ECONOMIC INTEGRATION AND INDUSTRY LOCATION: TRADE, INCREASING RETURNS, AND REGIONAL ECONOMIES

Could trade policy be responsible for regional employment shifts in Canada, Mexico, and the United States? The sheer size of the U.S. economy makes it unlikely that foreign trade could have a substantial impact on industry location. From Table 1 it is evident that the regional reallocation of employment towards the west and southeast has been ongoing for nearly a century, during which the U.S. economy’s exposure to world markets has oscillated.

Factors such as the development of the interstate highway system and the advent of air conditioning likely have more to do with regional population changes in the United States than does trade with the rest of the world.

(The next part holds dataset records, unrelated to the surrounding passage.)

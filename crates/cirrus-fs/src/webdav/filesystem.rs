//! `DavFileSystem` implementation over [`Resource`] orchestrators.

use super::dav_to_path;
use crate::error::BridgeError;
use crate::props::DeadProp;
use crate::resource::{MutationAuth, Resource, UploadSource};
use crate::volume::Volume;
use bytes::Buf;
use cirrus_remote::{ByteStream, Node};
use dav_server::davpath::DavPath;
use dav_server::fs::{
    DavDirEntry, DavFile, DavFileSystem, DavMetaData, DavProp, FsError, FsFuture, FsStream,
    OpenOptions, ReadDirMeta,
};
use futures::stream;
use futures::Future;
use http::StatusCode;
use log::{trace, warn};
use std::fmt;
use std::io::{self, SeekFrom, Write};
use std::path::Path;
use std::pin::Pin;
use std::sync::Arc;
use std::time::{Duration, SystemTime, UNIX_EPOCH};
use tempfile::NamedTempFile;
use tokio::io::AsyncReadExt;

/// WebDAV filesystem adapter for one mounted volume.
#[derive(Clone)]
pub struct CirrusDavFs {
    volume: Arc<Volume>,
}

impl CirrusDavFs {
    pub fn new(volume: Arc<Volume>) -> Self {
        Self { volume }
    }

    fn resource(&self, path: &DavPath) -> Result<Resource, FsError> {
        self.volume
            .resource(&dav_to_path(path))
            .map_err(map_bridge_error)
    }
}

impl DavFileSystem for CirrusDavFs {
    fn open<'a>(&'a self, path: &'a DavPath, options: OpenOptions) -> FsFuture<'a, Box<dyn DavFile>> {
        trace!("open({:?}, {:?})", path, options);

        Box::pin(async move {
            let resource = self.resource(path)?;
            if resource.is_root() {
                return Err(FsError::Forbidden);
            }
            if options.append {
                return Err(FsError::NotImplemented);
            }

            let wants_write =
                options.write || options.create || options.create_new || options.truncate;
            if wants_write {
                if self.volume.config().read_only {
                    return Err(FsError::Forbidden);
                }
                let existing = match resource.node().await {
                    Ok(node) => Some(node),
                    Err(BridgeError::NotFound(_)) => None,
                    Err(err) => return Err(map_bridge_error(err)),
                };
                if options.create_new && existing.is_some() {
                    return Err(FsError::Exists);
                }
                if existing.is_none() && !options.create && !options.create_new {
                    return Err(FsError::NotFound);
                }
                if let Some(node) = &existing {
                    if node.is_folder() {
                        return Err(map_bridge_error(BridgeError::MethodNotAllowed(
                            "target is a collection".to_string(),
                        )));
                    }
                }
                let spool = NamedTempFile::new().map_err(map_io_error)?;
                let mime = guess_content_type(resource.path()).to_string();
                let file = DavNodeFile::new_write(resource, spool, mime);
                return Ok(Box::new(file) as Box<dyn DavFile>);
            }

            let node = resource.node().await.map_err(map_bridge_error)?;
            if node.is_folder() {
                return Err(FsError::Forbidden);
            }
            Ok(Box::new(DavNodeFile::new_read(resource, node)) as Box<dyn DavFile>)
        })
    }

    fn read_dir<'a>(
        &'a self,
        path: &'a DavPath,
        _meta: ReadDirMeta,
    ) -> FsFuture<'a, FsStream<Box<dyn DavDirEntry>>> {
        trace!("read_dir({:?})", path);

        Box::pin(async move {
            let resource = self.resource(path)?;
            let listing = resource.listing().await.map_err(map_bridge_error)?;
            let entries: Vec<Box<dyn DavDirEntry>> = listing
                .iter()
                .cloned()
                .map(|node| Box::new(NodeDirEntry { node }) as Box<dyn DavDirEntry>)
                .collect();
            let stream = stream::iter(entries.into_iter().map(Ok));
            Ok(Box::pin(stream) as FsStream<Box<dyn DavDirEntry>>)
        })
    }

    fn metadata<'a>(&'a self, path: &'a DavPath) -> FsFuture<'a, Box<dyn DavMetaData>> {
        trace!("metadata({:?})", path);

        Box::pin(async move {
            let resource = self.resource(path)?;
            let node = resource.node().await.map_err(map_bridge_error)?;
            Ok(Box::new(NodeMeta::from(&node)) as Box<dyn DavMetaData>)
        })
    }

    fn create_dir<'a>(&'a self, path: &'a DavPath) -> FsFuture<'a, ()> {
        trace!("create_dir({:?})", path);

        Box::pin(async move {
            let resource = self.resource(path)?;
            resource
                .create_folder(&MutationAuth::engine_checked())
                .await
                .map(|_| ())
                .map_err(map_bridge_error)
        })
    }

    fn remove_dir<'a>(&'a self, path: &'a DavPath) -> FsFuture<'a, ()> {
        trace!("remove_dir({:?})", path);

        Box::pin(async move {
            let resource = self.resource(path)?;
            resource
                .delete(&MutationAuth::engine_checked())
                .await
                .map_err(map_bridge_error)
        })
    }

    fn remove_file<'a>(&'a self, path: &'a DavPath) -> FsFuture<'a, ()> {
        trace!("remove_file({:?})", path);

        Box::pin(async move {
            let resource = self.resource(path)?;
            resource
                .delete(&MutationAuth::engine_checked())
                .await
                .map_err(map_bridge_error)
        })
    }

    fn rename<'a>(&'a self, from: &'a DavPath, to: &'a DavPath) -> FsFuture<'a, ()> {
        trace!("rename({:?}, {:?})", from, to);

        Box::pin(async move {
            let resource = self.resource(from)?;
            resource
                .move_to(&dav_to_path(to), &MutationAuth::engine_checked())
                .await
                .map_err(map_bridge_error)
        })
    }

    fn copy<'a>(&'a self, from: &'a DavPath, to: &'a DavPath) -> FsFuture<'a, ()> {
        trace!("copy({:?}, {:?})", from, to);

        Box::pin(async move {
            let resource = self.resource(from)?;
            resource
                .copy_to(&dav_to_path(to), &MutationAuth::engine_checked())
                .await
                .map_err(map_bridge_error)
        })
    }

    fn have_props<'a>(
        &'a self,
        _path: &'a DavPath,
    ) -> Pin<Box<dyn Future<Output = bool> + Send + 'a>> {
        Box::pin(async move { true })
    }

    fn get_props<'a>(&'a self, path: &'a DavPath, do_content: bool) -> FsFuture<'a, Vec<DavProp>> {
        Box::pin(async move {
            let resource = self.resource(path)?;
            let props = resource.dead_props().await.map_err(map_bridge_error)?;
            Ok(props
                .into_iter()
                .map(|p| to_dav_prop(p, do_content))
                .collect())
        })
    }

    fn get_prop<'a>(&'a self, path: &'a DavPath, prop: DavProp) -> FsFuture<'a, Vec<u8>> {
        Box::pin(async move {
            let resource = self.resource(path)?;
            let props = resource.dead_props().await.map_err(map_bridge_error)?;
            props
                .into_iter()
                .find(|p| p.namespace == prop.namespace && p.name == prop.name)
                .map(|p| p.value.into_bytes())
                .ok_or(FsError::NotFound)
        })
    }

    fn patch_props<'a>(
        &'a self,
        path: &'a DavPath,
        patch: Vec<(bool, DavProp)>,
    ) -> FsFuture<'a, Vec<(StatusCode, DavProp)>> {
        trace!("patch_props({:?}, {} item(s))", path, patch.len());

        Box::pin(async move {
            let resource = self.resource(path)?;
            let mut set = Vec::new();
            let mut remove = Vec::new();
            for (is_set, prop) in &patch {
                if *is_set {
                    set.push(from_dav_prop(prop));
                } else {
                    remove.push((prop.namespace.clone(), prop.name.clone()));
                }
            }
            let outcome = resource
                .patch_dead_props(&MutationAuth::engine_checked(), set, remove)
                .await;
            let status = match &outcome {
                Ok(_) => StatusCode::OK,
                Err(err) => patch_status(err),
            };
            Ok(patch
                .into_iter()
                .map(|(_, prop)| (status, strip_prop(prop)))
                .collect())
        })
    }
}

/// Directory entry backed by a cached child node.
struct NodeDirEntry {
    node: Node,
}

impl DavDirEntry for NodeDirEntry {
    fn name(&self) -> Vec<u8> {
        self.node.name.as_bytes().to_vec()
    }

    fn metadata(&self) -> FsFuture<'_, Box<dyn DavMetaData>> {
        let meta = NodeMeta::from(&self.node);
        Box::pin(async move { Ok(Box::new(meta) as Box<dyn DavMetaData>) })
    }
}

#[derive(Debug, Clone)]
struct NodeMeta {
    len: u64,
    is_dir: bool,
    modified: SystemTime,
    created: SystemTime,
}
//! Path and listing cache over the remote client.
//!
//! Pure caching and deduplication: path-to-node bindings under a TTL, folder
//! listings keyed by folder uid, and a single-flight table so N concurrent
//! listing requests for one folder produce exactly one backend call. No verb
//! policy lives here.

use crate::error::{BridgeError, BridgeResult};
use crate::paths;
use cirrus_remote::{Node, RemoteClient};
use futures::future::{BoxFuture, Shared};
use futures::FutureExt;
use log::{debug, trace};
use std::collections::HashMap;
use std::sync::atomic::{AtomicU64, Ordering};
use std::sync::{Arc, Mutex};
use std::time::{Duration, Instant};

/// Immutable snapshot of a folder's children.
pub type Listing = Arc<Vec<Node>>;

type ListingFuture = Shared<BoxFuture<'static, BridgeResult<Listing>>>;

struct TimedEntry<T> {
    value: T,
    cached_at: Instant,
}

impl<T: Clone> TimedEntry<T> {
    fn new(value: T) -> Self {
        Self {
            value,
            cached_at: Instant::now(),
        }
    }

    fn fresh(&self, ttl: Duration) -> Option<T> {
        if self.cached_at.elapsed() < ttl {
            Some(self.value.clone())
        } else {
            None
        }
    }
}

struct CacheInner {
    remote: Arc<dyn RemoteClient>,
    root: Node,
    /// `None` disables caching (and coalescing) entirely.
    ttl: Option<Duration>,
    paths: Mutex<HashMap<String, TimedEntry<Node>>>,
    folders: Mutex<HashMap<String, TimedEntry<Listing>>>,
    in_flight: Mutex<HashMap<String, ListingFuture>>,
    /// Bumped on every invalidation; a fetch started under an older epoch
    /// must not store its result.
    epoch: AtomicU64,
}

/// Path-to-node and folder-listing cache with request coalescing.
#[derive(Clone)]
pub struct NodeCache {
    inner: Arc<CacheInner>,
}

impl NodeCache {
    pub fn new(remote: Arc<dyn RemoteClient>, root: Node, ttl: Option<Duration>) -> Self {
        Self {
            inner: Arc::new(CacheInner {
                remote,
                root,
                ttl,
                paths: Mutex::new(HashMap::new()),
                folders: Mutex::new(HashMap::new()),
                in_flight: Mutex::new(HashMap::new()),
                epoch: AtomicU64::new(0),
            }),
        }
    }

    /// The mount's root node. Always resolves without a backend call.
    pub fn root(&self) -> &Node {
        &self.inner.root
    }

    /// Resolve a path to its node.
    ///
    /// Order of attack: fresh cache entry, then the backend's direct
    /// path-to-identity lookup, and if that capability errors, an iterative
    /// per-segment walk over (possibly cached) folder listings, so a backend
    /// outage degrades to slower resolution, not failure.
    pub async fn resolve(&self, path: &str) -> BridgeResult<Node> {
        let path = paths::normalize(path)?;
        if paths::is_root(&path) {
            return Ok(self.inner.root.clone());
        }
        if let Some(node) = self.cached_node(&path) {
            trace!("resolve({path}): cache hit");
            return Ok(node);
        }
        match self.inner.remote.resolve_path(&path).await {
            Ok(Some(uid)) => {
                let node = self.inner.remote.node(&uid).await.map_err(BridgeError::from)?;
                let node = node.to_node();
                self.cache_node(&path, node.clone());
                Ok(node)
            }
            Ok(None) => Err(BridgeError::NotFound(path)),
            Err(err) => {
                debug!("resolve({path}): direct lookup unavailable ({err}), walking listings");
                self.resolve_by_walk(&path).await
            }
        }
    }

    async fn resolve_by_walk(&self, path: &str) -> BridgeResult<Node> {
        let mut current = self.inner.root.clone();
        let mut current_path = String::from("/");
        for segment in paths::segments(path) {
            if !current.is_folder() {
                return Err(BridgeError::NotFound(path.to_string()));
            }
            let listing = self.folder_listing(&current.uid).await?;
            let child = listing
                .iter()
                .find(|n| n.name == segment)
                .cloned()
                .ok_or_else(|| BridgeError::NotFound(path.to_string()))?;
            current_path = paths::join(&current_path, segment);
            self.cache_node(&current_path, child.clone());
            current = child;
        }
        Ok(current)
    }

    /// Unconditional upsert of a path binding with the current timestamp.
    pub fn cache_node(&self, path: &str, node: Node) {
        if self.inner.ttl.is_none() {
            return;
        }
        self.inner
            .paths
            .lock()
            .unwrap()
            .insert(path.to_string(), TimedEntry::new(node));
    }

    fn cached_node(&self, path: &str) -> Option<Node> {
        let ttl = self.inner.ttl?;
        let mut paths = self.inner.paths.lock().unwrap();
        match paths.get(path).and_then(|e| e.fresh(ttl)) {
            Some(node) => Some(node),
            None => {
                paths.remove(path);
                None
            }
        }
    }

    /// Children of a folder, cache-or-fetch with request coalescing.
    ///
    /// Concurrent callers for one uid share a single backend call and all
    /// observe its outcome, success or failure; the in-flight entry is
    /// removed unconditionally once the fetch settles, so the next caller
    /// after a failure retries fresh. A failure is never stored as a result.
    pub async fn folder_listing(&self, uid: &str) -> BridgeResult<Listing> {
        let Some(ttl) = self.inner.ttl else {
            return fetch_listing(&self.inner, uid).await;
        };
        {
            let mut folders = self.inner.folders.lock().unwrap();
            if let Some(listing) = folders.get(uid).and_then(|e| e.fresh(ttl)) {
                trace!("folder_listing({uid}): cache hit");
                return Ok(listing);
            }
            folders.remove(uid);
        }

        let fut = {
            let mut in_flight = self.inner.in_flight.lock().unwrap();
            if let Some(fut) = in_flight.get(uid) {
                trace!("folder_listing({uid}): joining in-flight fetch");
                fut.clone()
            } else {
                let inner = self.inner.clone();
                let uid_owned = uid.to_string();
                let epoch = inner.epoch.load(Ordering::SeqCst);
                let fut: ListingFuture = async move {
                    let result = fetch_listing(&inner, &uid_owned).await;
                    if let Ok(listing) = &result {
                        // A listing fetched before an invalidation must not
                        // resurrect the pre-mutation view afterwards.
                        if inner.epoch.load(Ordering::SeqCst) == epoch {
                            inner
                                .folders
                                .lock()
                                .unwrap()
                                .insert(uid_owned.clone(), TimedEntry::new(listing.clone()));
                        }
                    }
                    inner.in_flight.lock().unwrap().remove(&uid_owned);
                    result
                }
                .boxed()
                .shared();
                in_flight.insert(uid.to_string(), fut.clone());
                fut
            }
        };
        fut.await
    }

    /// Drop a folder's listing. The path cache does not track containment,
    /// so it is cleared wholesale; correctness is bought at the price of
    /// hit rate.
    pub fn invalidate_folder(&self, uid: &str) {
        debug!("invalidate_folder({uid})");
        self.inner.epoch.fetch_add(1, Ordering::SeqCst);
        self.inner.folders.lock().unwrap().remove(uid);
        self.inner.paths.lock().unwrap().clear();
    }

    /// Drop everything (logout/reset).
    pub fn clear(&self) {
        debug!("cache cleared");
        self.inner.epoch.fetch_add(1, Ordering::SeqCst);
        self.inner.paths.lock().unwrap().clear();
        self.inner.folders.lock().unwrap().clear();
    }
}

async fn fetch_listing(inner: &Arc<CacheInner>, uid: &str) -> BridgeResult<Listing> {
    let children = inner
        .remote
        .list_folder(uid)
        .await
        .map_err(BridgeError::from)?;
    Ok(Arc::new(children.iter().map(|c| c.to_node()).collect()))
}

For Canada and Mexico, however, the relationship between international trade and industry location appears to be much stronger. Canada’s industry centers developed alongside those in the United States, forming an extension of U.S. industry agglomerations. Until recently, for instance, auto production in the two countries was geographically concentrated in the Michigan-Ontario industrial corridor. In Mexico, the demise of the Mexico City manufacturing belt and the rapid expansion of industry in northern Mexico followed the formation of closer economic ties with the rest of the world, and with the United States in particular. At first glance, at least, access to foreign markets seems to have played an important role in these countries’ regional economic development. credit

A correlation between proximity to the United States and regional economic development in Canada and Mexico in no way implies causality. The Canadian-U.S. border is the site of important waterways that link markets in interior Canada to markets in Europe and elsewhere. Similarly, northern Mexico has stocks of natural resources, including timber and iron ore, which supply Mexican industry. How do we know that it is international trade, and not these other factors, that is driving regional economic development in Canada and Mexico? A related question has been at the heart of much recent empirical literature on industry location and regional economic growth: how do we know that industry agglomeration, such as that which occurred in the U.S. manufacturing belt, is due to scale economies and not to exogenous factors, such as supplies of natural resources?